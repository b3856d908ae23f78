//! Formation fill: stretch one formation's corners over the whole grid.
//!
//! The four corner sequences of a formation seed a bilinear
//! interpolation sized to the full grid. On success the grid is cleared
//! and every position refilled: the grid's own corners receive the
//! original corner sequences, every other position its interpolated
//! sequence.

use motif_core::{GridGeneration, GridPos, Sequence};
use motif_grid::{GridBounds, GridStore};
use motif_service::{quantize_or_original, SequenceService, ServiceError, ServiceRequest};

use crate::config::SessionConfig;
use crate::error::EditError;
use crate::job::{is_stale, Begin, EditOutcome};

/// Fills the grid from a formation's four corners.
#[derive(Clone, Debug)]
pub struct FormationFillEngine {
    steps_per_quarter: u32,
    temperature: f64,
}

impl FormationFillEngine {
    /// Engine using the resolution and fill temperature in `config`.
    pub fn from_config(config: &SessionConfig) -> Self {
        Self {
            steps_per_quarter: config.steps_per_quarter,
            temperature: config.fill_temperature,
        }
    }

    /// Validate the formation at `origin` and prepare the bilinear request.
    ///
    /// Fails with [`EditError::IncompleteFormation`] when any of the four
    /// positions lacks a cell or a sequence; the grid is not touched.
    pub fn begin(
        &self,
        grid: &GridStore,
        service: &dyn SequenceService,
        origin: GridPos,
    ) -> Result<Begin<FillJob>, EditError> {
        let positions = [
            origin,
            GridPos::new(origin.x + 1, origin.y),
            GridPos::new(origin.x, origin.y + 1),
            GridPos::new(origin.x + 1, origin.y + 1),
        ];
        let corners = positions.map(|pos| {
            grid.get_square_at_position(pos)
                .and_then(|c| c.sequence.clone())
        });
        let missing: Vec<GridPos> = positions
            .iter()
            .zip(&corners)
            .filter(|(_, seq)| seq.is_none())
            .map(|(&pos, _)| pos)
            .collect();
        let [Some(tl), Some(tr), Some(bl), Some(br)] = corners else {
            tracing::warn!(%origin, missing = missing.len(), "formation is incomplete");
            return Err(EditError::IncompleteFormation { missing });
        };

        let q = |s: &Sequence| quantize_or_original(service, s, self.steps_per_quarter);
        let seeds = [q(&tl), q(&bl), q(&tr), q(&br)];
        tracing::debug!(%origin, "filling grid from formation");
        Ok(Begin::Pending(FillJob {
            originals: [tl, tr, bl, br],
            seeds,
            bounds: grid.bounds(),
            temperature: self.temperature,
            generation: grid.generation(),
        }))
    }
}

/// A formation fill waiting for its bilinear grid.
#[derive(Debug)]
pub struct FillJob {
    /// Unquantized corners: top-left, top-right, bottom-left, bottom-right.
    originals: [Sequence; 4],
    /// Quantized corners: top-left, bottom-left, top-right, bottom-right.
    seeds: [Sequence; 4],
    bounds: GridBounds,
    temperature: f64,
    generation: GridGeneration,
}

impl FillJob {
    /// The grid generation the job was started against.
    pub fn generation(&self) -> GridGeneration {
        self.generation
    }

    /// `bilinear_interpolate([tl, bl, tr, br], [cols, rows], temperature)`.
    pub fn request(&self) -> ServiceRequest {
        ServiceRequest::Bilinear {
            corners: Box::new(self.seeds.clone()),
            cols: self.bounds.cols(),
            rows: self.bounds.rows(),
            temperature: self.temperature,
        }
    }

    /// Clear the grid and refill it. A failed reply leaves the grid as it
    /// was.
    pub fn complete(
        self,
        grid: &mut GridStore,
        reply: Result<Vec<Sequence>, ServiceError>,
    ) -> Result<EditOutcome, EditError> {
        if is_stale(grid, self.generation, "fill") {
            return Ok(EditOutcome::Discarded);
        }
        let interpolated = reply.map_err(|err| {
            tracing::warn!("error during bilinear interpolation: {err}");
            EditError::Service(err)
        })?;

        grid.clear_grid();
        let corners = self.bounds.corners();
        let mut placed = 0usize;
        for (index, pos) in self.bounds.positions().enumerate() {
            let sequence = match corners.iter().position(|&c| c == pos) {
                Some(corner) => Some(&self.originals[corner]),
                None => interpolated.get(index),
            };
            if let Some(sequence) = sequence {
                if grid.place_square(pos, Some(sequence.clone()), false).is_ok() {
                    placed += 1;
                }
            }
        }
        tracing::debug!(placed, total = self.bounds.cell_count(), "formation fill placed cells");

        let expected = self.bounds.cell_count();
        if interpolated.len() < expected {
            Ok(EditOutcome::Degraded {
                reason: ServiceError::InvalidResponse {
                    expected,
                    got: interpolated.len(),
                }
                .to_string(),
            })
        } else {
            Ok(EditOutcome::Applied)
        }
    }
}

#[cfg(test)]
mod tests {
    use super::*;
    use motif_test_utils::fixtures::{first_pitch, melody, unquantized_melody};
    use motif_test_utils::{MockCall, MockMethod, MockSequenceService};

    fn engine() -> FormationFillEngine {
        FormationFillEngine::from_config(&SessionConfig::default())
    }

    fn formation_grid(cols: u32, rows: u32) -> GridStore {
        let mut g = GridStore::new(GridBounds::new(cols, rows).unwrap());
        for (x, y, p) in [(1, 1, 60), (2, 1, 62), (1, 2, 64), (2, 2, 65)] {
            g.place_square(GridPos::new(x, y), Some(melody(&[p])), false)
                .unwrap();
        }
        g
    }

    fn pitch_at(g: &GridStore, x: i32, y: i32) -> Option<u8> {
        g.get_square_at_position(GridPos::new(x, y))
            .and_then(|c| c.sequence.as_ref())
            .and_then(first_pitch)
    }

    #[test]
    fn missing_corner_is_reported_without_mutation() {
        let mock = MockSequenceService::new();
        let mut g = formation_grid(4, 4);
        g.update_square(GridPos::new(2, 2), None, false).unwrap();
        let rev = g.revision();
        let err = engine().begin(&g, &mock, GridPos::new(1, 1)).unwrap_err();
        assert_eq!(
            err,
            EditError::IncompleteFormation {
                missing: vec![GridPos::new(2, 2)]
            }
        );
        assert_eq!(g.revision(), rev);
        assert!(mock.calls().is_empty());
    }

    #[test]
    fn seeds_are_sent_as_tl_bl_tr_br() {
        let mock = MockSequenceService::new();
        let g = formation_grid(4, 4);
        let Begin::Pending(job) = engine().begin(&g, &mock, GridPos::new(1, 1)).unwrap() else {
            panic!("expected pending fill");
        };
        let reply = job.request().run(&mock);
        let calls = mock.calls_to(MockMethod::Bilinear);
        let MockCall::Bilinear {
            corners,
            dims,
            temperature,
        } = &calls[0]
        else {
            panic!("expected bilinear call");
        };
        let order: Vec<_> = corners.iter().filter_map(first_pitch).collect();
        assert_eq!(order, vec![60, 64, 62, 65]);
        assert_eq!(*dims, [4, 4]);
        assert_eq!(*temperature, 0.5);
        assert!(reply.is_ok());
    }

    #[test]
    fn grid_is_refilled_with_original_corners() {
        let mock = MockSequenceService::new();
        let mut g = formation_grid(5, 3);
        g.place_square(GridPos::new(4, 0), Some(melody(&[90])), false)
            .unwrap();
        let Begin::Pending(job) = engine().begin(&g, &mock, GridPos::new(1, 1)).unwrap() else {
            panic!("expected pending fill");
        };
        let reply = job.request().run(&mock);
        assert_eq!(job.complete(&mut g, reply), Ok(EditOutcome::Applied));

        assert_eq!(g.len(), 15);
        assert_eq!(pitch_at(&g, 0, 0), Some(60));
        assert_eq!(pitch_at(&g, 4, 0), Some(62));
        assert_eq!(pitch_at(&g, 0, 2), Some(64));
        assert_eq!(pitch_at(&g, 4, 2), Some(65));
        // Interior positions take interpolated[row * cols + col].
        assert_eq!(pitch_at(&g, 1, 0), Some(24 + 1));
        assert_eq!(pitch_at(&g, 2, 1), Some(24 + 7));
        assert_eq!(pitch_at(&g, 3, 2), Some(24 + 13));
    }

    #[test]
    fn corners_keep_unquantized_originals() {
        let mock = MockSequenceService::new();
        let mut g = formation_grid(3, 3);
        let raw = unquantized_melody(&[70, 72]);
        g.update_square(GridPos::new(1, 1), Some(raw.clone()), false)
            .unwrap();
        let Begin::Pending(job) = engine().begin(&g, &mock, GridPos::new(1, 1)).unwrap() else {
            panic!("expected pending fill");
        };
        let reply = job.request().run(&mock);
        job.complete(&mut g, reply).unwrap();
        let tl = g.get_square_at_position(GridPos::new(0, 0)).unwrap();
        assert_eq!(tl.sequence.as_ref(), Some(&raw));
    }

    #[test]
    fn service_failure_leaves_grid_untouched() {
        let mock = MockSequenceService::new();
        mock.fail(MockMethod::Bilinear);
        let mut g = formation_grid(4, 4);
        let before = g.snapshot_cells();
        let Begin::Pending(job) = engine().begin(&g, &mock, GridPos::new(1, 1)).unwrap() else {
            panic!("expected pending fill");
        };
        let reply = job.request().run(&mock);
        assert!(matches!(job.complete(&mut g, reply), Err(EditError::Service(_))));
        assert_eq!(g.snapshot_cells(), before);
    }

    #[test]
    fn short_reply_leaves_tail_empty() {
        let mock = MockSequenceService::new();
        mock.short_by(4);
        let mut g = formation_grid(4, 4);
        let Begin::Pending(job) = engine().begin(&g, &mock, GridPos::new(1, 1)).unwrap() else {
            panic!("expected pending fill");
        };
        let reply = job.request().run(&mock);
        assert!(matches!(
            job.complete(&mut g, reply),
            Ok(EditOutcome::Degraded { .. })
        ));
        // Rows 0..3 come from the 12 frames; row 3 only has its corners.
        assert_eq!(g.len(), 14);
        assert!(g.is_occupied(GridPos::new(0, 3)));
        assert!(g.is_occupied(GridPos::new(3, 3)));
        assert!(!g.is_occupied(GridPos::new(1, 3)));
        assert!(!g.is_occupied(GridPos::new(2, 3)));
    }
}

☆ ☆ ☆ ☆ ☆ ☆ ☆

> [What needs to be done]
Your reply is to repeat, unchanged, the lines above running from the one with "seed a bilinear" up to and including the one with "Engine using the".

> [Answer space]
//! The four corner sequences of a formation seed a bilinear
//! interpolation sized to the full grid. On success the grid is cleared
//! and every position refilled: the grid's own corners receive the
//! original corner sequences, every other position its interpolated
//! sequence.

use motif_core::{GridGeneration, GridPos, Sequence};
use motif_grid::{GridBounds, GridStore};
use motif_service::{quantize_or_original, SequenceService, ServiceError, ServiceRequest};

use crate::config::SessionConfig;
use crate::error::EditError;
use crate::job::{is_stale, Begin, EditOutcome};

/// Fills the grid from a formation's four corners.
#[derive(Clone, Debug)]
pub struct FormationFillEngine {
    steps_per_quarter: u32,
    temperature: f64,
}

impl FormationFillEngine {
    /// Engine using the resolution and fill temperature in `config`.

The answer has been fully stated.